VEINTE AÑOS NO ES NADA, AMÉLIE POULAIN
Ya sea porque lo diga Einstein o porque lo cante Carlos Gardel, el tiempo, en cuanto a su percepción, es una variable relativa. Y como toda percepción, un acto profundamente subjetivo y, por ende, revestido de una fortísima carga simbólica en función de los recuerdos y las vivencias propias.
Amélie se estrenaba en España un día como hoy hace veinte años, tras haber arrasado en la taquilla de su Francia natal. A título personal, no supe de ella por aquel entonces más que por un hecho bastante amargo relativo a mi ciudad de nacimiento y residencia, Pontevedra: fue la última película que proyectaron tanto el Cine Gónviz (hoy en día un Zara Home) como el Cine Victoria (actualmente un H&M), las dos primeras salas de la ciudad que sucumbían ante el de los entonces recientes cines multisala de Vialia, centro comercial ubicado en la estación de tren. Pocos años más tarde acabarían capitulando también los (más modestos) multicines de la calle Blanco Porto. Desde entonces no ha vuelto a abrir una sala de exhibición convencional en el centro de la ciudad. Desde esta perspectiva concreta, veinte años sí parecen una barbaridad.
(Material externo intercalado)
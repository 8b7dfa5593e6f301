// SPDX-License-Identifier: Apache-2.0
// Copyright 2026 AuraIO Contributors


//! Thin libc wrappers used by the engine and the portable backends

use std::io;
use std::os::unix::io::{IntoRawFd, OwnedFd, RawFd};

fn cvt(ret: libc::ssize_t) -> io::Result<usize> {
    if ret < 0 {
        Err(io::Error::last_os_error())
    } else {
        Ok(ret as usize)
    }
}

/// Current byte position of `fd` (`lseek(fd, 0, SEEK_CUR)`)
pub fn current_position(fd: RawFd) -> io::Result<i64> {
    let pos = unsafe { libc::lseek(fd, 0, libc::SEEK_CUR) };
    if pos < 0 {
        Err(io::Error::last_os_error())
    } else {
        Ok(pos as i64)
    }
}

fn to_off_t(offset: i64) -> io::Result<libc::off_t> {
    libc::off_t::try_from(offset).map_err(|_| io::Error::from_raw_os_error(libc::EINVAL))
}

/// Positioned read into `len` bytes at `ptr`
///
/// # Safety
///
/// `ptr` must be valid for writes of `len` bytes.
pub unsafe fn pread(fd: RawFd, ptr: *mut u8, len: usize, offset: i64) -> io::Result<usize> {
    let off = to_off_t(offset)?;
    cvt(unsafe { libc::pread(fd, ptr as *mut libc::c_void, len, off) })
}

/// Positioned write of `len` bytes at `ptr`
///
/// # Safety
///
/// `ptr` must be valid for reads of `len` bytes.
pub unsafe fn pwrite(fd: RawFd, ptr: *const u8, len: usize, offset: i64) -> io::Result<usize> {
    let off = to_off_t(offset)?;
    cvt(unsafe { libc::pwrite(fd, ptr as *const libc::c_void, len, off) })
}

/// Close a descriptor, reporting the close status
///
/// Dropping an `OwnedFd` discards close errors; the shutdown step hands
/// the status to its callback instead.
pub fn close(fd: OwnedFd) -> io::Result<()> {
    let raw = fd.into_raw_fd();
    if unsafe { libc::close(raw) } == 0 {
        Ok(())
    } else {
        Err(io::Error::last_os_error())
    }
}
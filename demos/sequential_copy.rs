// SPDX-License-Identifier: Apache-2.0
// Copyright 2026 AuraIO Contributors


//! Sequential file copy example
//!
//! Copies a file in batches: each batch issues several back-to-back reads
//! relative to the source cursor, waits for them in whatever order they
//! finish, then writes the chunks back-to-back relative to the destination
//! cursor. Cursor reservation keeps every chunk at the right offset.
//!
//! Usage: cargo run --example sequential_copy -- <source> <destination>

use aura_file::{Buffer, Engine, Result};
use std::cell::RefCell;
use std::env;
use std::fs::File;
use std::rc::Rc;
use std::time::Instant;

const CHUNK_SIZE: usize = 256 * 1024; // 256KB chunks
const BATCH: usize = 8;

fn main() -> Result<()> {
    let args: Vec<String> = env::args().collect();
    if args.len() < 3 {
        eprintln!("Usage: {} <source> <destination>", args[0]);
        eprintln!("\nCopies a file with cursor-relative reads and writes.");
        std::process::exit(1);
    }

    let src_path = &args[1];
    let dst_path = &args[2];

    println!("aura-file Sequential Copy");
    println!("=========================");
    println!("Source:      {}", src_path);
    println!("Destination: {}", dst_path);

    let src_file = File::open(src_path)?;
    let file_size = src_file.metadata()?.len();
    let dst_file = File::create(dst_path)?;

    println!(
        "File size:   {} bytes ({:.2} MB)",
        file_size,
        file_size as f64 / (1024.0 * 1024.0)
    );

    let mut engine = Engine::new()?;
    println!("Backend:     {}", engine.backend_name());
    let src = engine.init_file(src_file)?;
    let dst = engine.init_file(dst_file)?;

    let buffers = (0..BATCH)
        .map(|_| Buffer::new(CHUNK_SIZE))
        .collect::<Result<Vec<_>>>()?;

    let start_time = Instant::now();
    println!("\nCopying...");

    let mut total_copied: u64 = 0;
    loop {
        // (chunk index, offset, bytes read) in completion order
        let done = Rc::new(RefCell::new(Vec::with_capacity(BATCH)));
        for (i, buf) in buffers.iter().enumerate() {
            let done = done.clone();
            unsafe {
                engine.read(src, &[buf.to_ref()], move |_, completion| {
                    let offset = completion.offset;
                    done.borrow_mut().push((i, offset, completion.result()));
                })
            }?;
        }
        engine.run()?;

        let mut chunks = done.take();
        chunks.sort_by_key(|&(_, offset, _)| offset);

        let mut batch_bytes = 0;
        for (i, offset, result) in chunks {
            let n = result?;
            if n == 0 {
                break;
            }
            let chunk = aura_file::BufferRef::from_slice(&buffers[i].as_slice()[..n]);
            unsafe {
                engine.write(dst, &[chunk], move |_, completion| {
                    if let Err(e) = completion.result() {
                        eprintln!("\nWrite at offset {} failed: {}", offset, e);
                        std::process::exit(1);
                    }
                })
            }?;
            batch_bytes += n as u64;
            if n < CHUNK_SIZE {
                break;
            }
        }
        engine.run()?;

        total_copied += batch_bytes;
        if file_size > 0 {
            let progress = 100.0 * total_copied as f64 / file_size as f64;
            eprint!("\rProgress: {:.1}%", progress);
        }
        if batch_bytes < (CHUNK_SIZE * BATCH) as u64 {
            break;
        }
    }

    engine.close(src, |_, _| {})?;
    engine.close(dst, |_, _| {})?;
    engine.run()?;

    let elapsed = start_time.elapsed().as_secs_f64();

    println!("\n\n=== Results ===");
    println!("Bytes copied: {}", total_copied);
    println!("Elapsed time: {:.3} seconds", elapsed);
    if elapsed > 0.0 {
        println!(
            "Throughput:   {:.2} MB/s",
            (total_copied as f64 / (1024.0 * 1024.0)) / elapsed
        );
    }

    let stats = engine.stats();
    println!("\nEngine statistics:");
    println!("  Ops completed:     {}", stats.ops_completed());
    println!("  Bytes transferred: {}", stats.bytes_transferred());
    println!("  Peak in-flight:    {}", stats.peak_in_flight());

    println!("\nDone! File copied successfully.");
    Ok(())
}
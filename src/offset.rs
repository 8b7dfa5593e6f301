// SPDX-License-Identifier: Apache-2.0
// Copyright 2026 AuraIO Contributors


//! Offset resolution for positioned reads and writes

use crate::error::{Error, Result};

/// How a requested offset is interpreted
#[derive(Debug, Clone, Copy, PartialEq, Eq, Hash)]
pub enum Whence {
    /// Absolute offset from the start of the file
    Start,
    /// Relative to the handle's logical cursor
    Current,
    /// Relative to end of file (not supported: needs a size query)
    End,
}

/// Map a requested offset to an absolute byte offset.
///
/// `Start` passes the offset through unvalidated; negative values are left
/// for the OS to reject at submission. `Current` adds the offset to
/// `cursor`. `End` always fails with [`Error::Unsupported`].
pub fn resolve(offset: i64, whence: Whence, cursor: i64) -> Result<i64> {
    match whence {
        Whence::Start => Ok(offset),
        Whence::Current => cursor
            .checked_add(offset)
            .ok_or(Error::InvalidArgument("offset overflows the file cursor")),
        Whence::End => Err(Error::Unsupported("end-relative offsets")),
    }
}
Aquí un servidor, que entonces no era más que un adolescente presa fácil del cine de superhéroes y las comedias gamberras, desconocedor del destino cinéfago que le aguardaba unos años más tarde, no se acercó hasta esta joya universal hasta algunos años más tarde, a las puertas de la veintena. Ya ha llovido a su vez otro tanto desde entonces (también literalmente, que estamos hablando de Galicia), pero siguen pasando los años y los visionados y la obra maestra de Jean-Pierre Jeunet ahí sigue, a día de hoy, entre mis cinco películas preferidas, sin discusión. Y lo digo con toda convicción y sin ningún atisbo de discreción.
No hay más que ver cómo no puedo evitar una sonrisa –sea de alegría o de melancolía- cada vez que escucho a algún pianista en la calle reproducir las notas con las que Yann Tiersen acompañó a las imágenes de Jeunet (no todas ellas ad hoc, pero como si así fuese), en una selección musical que ha quedado igualmente para la posteridad.
Lo que sí acarrea el paso del tiempo es la retrospección, que en el caso del cine conduce inevitablemente a una pregunta: ¿ha envejecido bien esta película? Yo digo rotundamente que sí. Obviando ya (que no es poco) el exquisito encanto de sus imágenes y de la amalgama de emociones que despierta su banda sonora, de un fábula de "lo pequeño", con el estilo tan característico de Jeunet –en lo visual y lo narrativo- y un escenario tan icónico y reconocible como Montmartre -no exento en el mundo real de gentrificación, como cualquier otra ciudad europea con una ingente afluencia turística- se construye un relato con alcance universal desde el minuto uno.
Porque ese es precisamente el espíritu de Amélie: en primera instancia, ensalzar el encanto, oculto pero inigualable, de las pequeñas cosas de nuestro día a día; y ya en segundo término, como consecuencia lógica de lo anterior, el heroísmo cotidiano de hacer el bien sin mirar a quién, para poder, eventualmente, hacernos el bien a nosotros mismos. Son justamente esos pequeños bocados de alegría diaria y espontánea los que, adecuadamente ensamblados, construyen eso que llamamos felicidad, pero que no siempre encontramos. Ese es, sin duda, el verdadero carpe diem.
Amélie es un visionado indispensable para todo aquel que se defina o se haya definido alguna vez como soñador. Soñadores como Hipolito, escritor desencantado que frecuentaba Le Café des Deux Moulins, donde dejó la frase más emblemática de la película:
"La vida no es más que un interminable ensayo de una obra que jamás se va a estrenar".
La vida, por suerte o por desgracia, no es como la ficción y no siempre se desarrolla como su "autor" se planteó en un determinando momento. Por eso echar la vista atrás puede resultar agridulce y por eso la percepción del tiempo no puede siempre medirse en términos absolutos. ¿Veinte años no son nada o son mucho? Pues, como casi todo en esta vida, depende del punto de vista. Lo que sí puedo afirmar con rotundidad es que estas dos últimas décadas han sido más felices, aunque sea sólo un poco, con Amélie Poulain que sin ella.